**GIVEN DATA**.

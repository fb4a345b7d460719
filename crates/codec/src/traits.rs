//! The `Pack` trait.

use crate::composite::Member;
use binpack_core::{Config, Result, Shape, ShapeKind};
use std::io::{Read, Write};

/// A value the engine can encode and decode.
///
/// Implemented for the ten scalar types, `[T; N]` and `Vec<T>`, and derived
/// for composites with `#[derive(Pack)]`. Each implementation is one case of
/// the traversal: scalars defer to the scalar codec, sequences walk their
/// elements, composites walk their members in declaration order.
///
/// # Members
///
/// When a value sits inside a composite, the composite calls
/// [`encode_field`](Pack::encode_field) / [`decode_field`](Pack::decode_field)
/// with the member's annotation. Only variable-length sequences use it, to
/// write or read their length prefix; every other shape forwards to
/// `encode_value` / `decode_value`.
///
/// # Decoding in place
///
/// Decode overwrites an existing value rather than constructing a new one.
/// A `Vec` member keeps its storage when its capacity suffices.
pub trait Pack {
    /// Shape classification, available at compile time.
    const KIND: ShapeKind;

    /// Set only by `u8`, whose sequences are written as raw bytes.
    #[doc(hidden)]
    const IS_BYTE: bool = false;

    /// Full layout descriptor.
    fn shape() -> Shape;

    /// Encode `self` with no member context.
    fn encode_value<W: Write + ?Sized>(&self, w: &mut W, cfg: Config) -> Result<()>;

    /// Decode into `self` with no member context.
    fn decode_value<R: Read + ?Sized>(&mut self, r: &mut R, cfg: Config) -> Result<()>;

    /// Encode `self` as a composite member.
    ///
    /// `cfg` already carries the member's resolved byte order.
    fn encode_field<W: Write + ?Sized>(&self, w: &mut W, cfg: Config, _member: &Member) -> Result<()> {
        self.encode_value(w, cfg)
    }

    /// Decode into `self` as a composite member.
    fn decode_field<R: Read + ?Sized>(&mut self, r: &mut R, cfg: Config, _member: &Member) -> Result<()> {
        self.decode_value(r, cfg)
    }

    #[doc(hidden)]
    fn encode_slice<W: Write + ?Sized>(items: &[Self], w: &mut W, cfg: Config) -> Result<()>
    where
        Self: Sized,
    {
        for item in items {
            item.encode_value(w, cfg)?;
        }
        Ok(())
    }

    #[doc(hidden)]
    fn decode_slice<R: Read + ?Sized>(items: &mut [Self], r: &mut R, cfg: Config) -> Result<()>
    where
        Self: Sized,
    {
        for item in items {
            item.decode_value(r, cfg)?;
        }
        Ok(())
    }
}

**TASK TO CARRY OUT**. Copy each line above where the string "ShapeKind" occurs.

**ANSWER FOR THIS EXERCISE**.
use binpack_core::{Config, Result, Shape, ShapeKind};
    const KIND: ShapeKind;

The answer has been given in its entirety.